* Problem description: Up to and including the line with "pub const CHECK_PENALTY: Score = 50;", please set down the entries below exactly, starting from the first line.
____
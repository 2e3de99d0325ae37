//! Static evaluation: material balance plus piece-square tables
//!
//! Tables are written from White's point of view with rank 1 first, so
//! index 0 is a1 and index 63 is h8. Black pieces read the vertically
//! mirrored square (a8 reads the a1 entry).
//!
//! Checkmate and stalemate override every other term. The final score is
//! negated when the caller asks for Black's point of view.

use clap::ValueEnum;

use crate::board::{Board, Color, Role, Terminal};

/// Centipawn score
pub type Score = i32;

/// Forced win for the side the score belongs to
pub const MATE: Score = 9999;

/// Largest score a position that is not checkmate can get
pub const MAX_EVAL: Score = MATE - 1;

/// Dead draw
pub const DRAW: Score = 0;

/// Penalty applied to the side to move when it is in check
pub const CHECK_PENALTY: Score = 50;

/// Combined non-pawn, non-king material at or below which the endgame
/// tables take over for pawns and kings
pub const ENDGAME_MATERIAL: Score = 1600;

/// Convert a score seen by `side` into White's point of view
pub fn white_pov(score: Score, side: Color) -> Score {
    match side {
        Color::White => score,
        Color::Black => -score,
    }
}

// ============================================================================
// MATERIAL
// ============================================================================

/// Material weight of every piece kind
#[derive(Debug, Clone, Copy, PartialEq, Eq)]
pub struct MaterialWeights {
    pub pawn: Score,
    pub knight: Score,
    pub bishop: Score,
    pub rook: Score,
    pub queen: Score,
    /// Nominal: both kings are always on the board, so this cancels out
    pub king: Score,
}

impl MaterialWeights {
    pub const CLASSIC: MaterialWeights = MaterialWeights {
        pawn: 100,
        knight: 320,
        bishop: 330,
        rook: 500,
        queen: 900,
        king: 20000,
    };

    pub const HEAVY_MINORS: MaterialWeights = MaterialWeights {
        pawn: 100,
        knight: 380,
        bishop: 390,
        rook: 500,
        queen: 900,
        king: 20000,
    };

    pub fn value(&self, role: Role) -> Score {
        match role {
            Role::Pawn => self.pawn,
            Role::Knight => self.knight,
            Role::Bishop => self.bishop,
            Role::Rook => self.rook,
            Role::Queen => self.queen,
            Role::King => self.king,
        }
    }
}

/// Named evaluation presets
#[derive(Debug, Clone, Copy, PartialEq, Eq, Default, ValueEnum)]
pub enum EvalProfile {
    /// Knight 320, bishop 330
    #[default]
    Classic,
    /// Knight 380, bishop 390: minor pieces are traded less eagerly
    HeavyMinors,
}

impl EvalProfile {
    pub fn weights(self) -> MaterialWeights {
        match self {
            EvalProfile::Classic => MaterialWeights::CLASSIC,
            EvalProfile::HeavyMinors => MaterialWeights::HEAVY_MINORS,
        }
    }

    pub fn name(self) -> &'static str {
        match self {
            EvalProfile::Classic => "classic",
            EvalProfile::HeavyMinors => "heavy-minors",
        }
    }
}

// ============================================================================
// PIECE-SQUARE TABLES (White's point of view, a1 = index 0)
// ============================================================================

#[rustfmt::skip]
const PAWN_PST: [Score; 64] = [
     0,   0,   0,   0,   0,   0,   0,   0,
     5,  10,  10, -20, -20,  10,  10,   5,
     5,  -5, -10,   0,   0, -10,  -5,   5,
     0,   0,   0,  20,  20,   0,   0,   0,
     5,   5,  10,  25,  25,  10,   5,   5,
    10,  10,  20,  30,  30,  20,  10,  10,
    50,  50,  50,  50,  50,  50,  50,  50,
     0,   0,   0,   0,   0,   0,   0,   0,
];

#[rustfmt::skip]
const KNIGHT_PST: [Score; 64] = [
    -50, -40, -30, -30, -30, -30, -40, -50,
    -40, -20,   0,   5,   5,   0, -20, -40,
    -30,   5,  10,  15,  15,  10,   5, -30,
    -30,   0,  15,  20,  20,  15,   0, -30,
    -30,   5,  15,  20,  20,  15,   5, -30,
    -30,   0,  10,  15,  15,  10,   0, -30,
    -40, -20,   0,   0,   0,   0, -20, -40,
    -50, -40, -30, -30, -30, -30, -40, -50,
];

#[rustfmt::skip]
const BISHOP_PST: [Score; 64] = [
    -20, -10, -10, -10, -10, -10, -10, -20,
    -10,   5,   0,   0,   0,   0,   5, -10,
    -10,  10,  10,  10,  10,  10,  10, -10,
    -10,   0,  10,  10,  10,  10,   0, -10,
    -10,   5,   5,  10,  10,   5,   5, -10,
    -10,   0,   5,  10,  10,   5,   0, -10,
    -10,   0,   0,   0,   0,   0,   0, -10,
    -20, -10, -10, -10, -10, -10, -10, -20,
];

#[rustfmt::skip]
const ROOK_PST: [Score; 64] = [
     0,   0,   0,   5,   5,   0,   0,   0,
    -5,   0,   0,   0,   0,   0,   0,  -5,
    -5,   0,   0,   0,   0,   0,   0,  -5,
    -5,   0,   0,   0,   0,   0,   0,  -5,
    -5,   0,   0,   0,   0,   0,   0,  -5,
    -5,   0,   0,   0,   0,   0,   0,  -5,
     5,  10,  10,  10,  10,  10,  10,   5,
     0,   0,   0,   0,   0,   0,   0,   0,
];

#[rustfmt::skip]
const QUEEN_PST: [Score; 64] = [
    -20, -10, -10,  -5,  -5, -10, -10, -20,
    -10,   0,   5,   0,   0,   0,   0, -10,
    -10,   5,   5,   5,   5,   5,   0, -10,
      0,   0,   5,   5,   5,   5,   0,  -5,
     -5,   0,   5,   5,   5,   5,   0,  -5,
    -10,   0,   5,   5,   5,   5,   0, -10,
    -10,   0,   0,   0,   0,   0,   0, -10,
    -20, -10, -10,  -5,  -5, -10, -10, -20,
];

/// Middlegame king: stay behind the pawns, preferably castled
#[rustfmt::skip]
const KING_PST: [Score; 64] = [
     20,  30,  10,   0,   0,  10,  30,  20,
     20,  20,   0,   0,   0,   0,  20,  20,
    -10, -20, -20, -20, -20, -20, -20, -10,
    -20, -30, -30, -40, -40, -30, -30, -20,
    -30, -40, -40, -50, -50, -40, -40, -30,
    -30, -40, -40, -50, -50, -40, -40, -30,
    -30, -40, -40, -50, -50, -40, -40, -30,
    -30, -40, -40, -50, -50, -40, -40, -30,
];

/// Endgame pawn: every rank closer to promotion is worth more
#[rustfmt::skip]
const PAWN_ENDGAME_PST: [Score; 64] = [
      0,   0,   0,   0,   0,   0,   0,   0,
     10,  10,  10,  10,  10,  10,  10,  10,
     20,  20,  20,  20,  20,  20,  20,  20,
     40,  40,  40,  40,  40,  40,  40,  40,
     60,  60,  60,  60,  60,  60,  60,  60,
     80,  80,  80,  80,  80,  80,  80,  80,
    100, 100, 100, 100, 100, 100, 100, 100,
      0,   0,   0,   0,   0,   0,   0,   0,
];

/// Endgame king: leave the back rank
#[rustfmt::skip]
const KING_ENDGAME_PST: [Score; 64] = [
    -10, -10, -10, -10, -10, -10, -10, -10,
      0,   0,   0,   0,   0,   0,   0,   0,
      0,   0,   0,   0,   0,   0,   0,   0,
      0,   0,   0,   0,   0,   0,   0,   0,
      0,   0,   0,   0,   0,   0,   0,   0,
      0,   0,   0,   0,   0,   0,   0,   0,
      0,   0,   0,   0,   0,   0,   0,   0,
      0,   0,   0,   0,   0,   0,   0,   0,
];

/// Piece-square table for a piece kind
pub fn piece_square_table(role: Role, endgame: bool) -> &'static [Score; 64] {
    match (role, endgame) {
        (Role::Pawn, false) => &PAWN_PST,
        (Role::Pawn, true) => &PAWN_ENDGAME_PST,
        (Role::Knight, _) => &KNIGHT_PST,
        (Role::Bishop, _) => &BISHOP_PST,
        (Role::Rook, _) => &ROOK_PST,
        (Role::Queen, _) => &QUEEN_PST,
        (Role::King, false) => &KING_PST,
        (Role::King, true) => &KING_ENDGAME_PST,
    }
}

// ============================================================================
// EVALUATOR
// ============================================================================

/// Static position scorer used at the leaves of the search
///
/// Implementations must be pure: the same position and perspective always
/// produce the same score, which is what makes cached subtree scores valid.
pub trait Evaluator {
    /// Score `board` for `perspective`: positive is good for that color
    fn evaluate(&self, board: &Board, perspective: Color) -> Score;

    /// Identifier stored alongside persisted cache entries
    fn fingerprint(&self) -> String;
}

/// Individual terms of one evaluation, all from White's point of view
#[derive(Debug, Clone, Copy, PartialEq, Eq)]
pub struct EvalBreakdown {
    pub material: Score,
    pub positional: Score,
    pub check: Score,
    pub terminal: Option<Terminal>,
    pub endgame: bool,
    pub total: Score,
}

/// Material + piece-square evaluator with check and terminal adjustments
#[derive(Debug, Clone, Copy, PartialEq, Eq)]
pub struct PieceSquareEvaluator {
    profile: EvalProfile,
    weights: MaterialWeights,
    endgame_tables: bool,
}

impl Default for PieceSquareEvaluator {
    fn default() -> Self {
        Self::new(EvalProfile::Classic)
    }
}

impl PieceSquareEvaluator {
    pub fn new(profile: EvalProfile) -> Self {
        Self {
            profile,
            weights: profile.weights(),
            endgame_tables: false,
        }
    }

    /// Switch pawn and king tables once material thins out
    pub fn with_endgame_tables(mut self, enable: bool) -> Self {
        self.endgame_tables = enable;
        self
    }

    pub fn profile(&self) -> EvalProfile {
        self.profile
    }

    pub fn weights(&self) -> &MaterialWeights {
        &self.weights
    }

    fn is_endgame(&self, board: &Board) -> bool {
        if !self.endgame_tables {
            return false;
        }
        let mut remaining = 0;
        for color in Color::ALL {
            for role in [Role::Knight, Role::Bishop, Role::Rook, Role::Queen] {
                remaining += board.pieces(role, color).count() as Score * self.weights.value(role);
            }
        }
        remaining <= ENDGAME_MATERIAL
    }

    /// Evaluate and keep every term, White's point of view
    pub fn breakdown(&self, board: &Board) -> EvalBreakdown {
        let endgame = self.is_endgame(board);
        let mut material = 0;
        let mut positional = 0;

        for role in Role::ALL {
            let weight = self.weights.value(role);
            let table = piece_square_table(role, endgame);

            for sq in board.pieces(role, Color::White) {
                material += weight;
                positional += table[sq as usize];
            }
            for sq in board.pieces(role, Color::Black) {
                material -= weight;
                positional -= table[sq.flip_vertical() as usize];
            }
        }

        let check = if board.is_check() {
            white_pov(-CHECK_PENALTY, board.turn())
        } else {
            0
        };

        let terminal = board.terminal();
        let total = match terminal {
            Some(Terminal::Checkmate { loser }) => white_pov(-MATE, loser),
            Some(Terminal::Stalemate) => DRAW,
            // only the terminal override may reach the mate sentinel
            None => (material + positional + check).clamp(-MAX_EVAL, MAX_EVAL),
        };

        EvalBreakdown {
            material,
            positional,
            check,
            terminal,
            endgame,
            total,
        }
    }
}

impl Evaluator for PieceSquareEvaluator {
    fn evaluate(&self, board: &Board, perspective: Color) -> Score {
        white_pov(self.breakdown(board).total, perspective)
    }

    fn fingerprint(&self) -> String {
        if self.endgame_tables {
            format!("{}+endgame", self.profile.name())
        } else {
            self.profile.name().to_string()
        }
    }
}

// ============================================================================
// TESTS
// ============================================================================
____
* Answer to the problem:
repository 2e3de99d0325ae37
//! Static evaluation: material balance plus piece-square tables
//!
//! Tables are written from White's point of view with rank 1 first, so
//! index 0 is a1 and index 63 is h8. Black pieces read the vertically
//! mirrored square (a8 reads the a1 entry).
//!
//! Checkmate and stalemate override every other term. The final score is
//! negated when the caller asks for Black's point of view.

use clap::ValueEnum;

use crate::board::{Board, Color, Role, Terminal};

/// Centipawn score
pub type Score = i32;

/// Forced win for the side the score belongs to
pub const MATE: Score = 9999;

/// Largest score a position that is not checkmate can get
pub const MAX_EVAL: Score = MATE - 1;

/// Dead draw
pub const DRAW: Score = 0;

/// Penalty applied to the side to move when it is in check
pub const CHECK_PENALTY: Score = 50;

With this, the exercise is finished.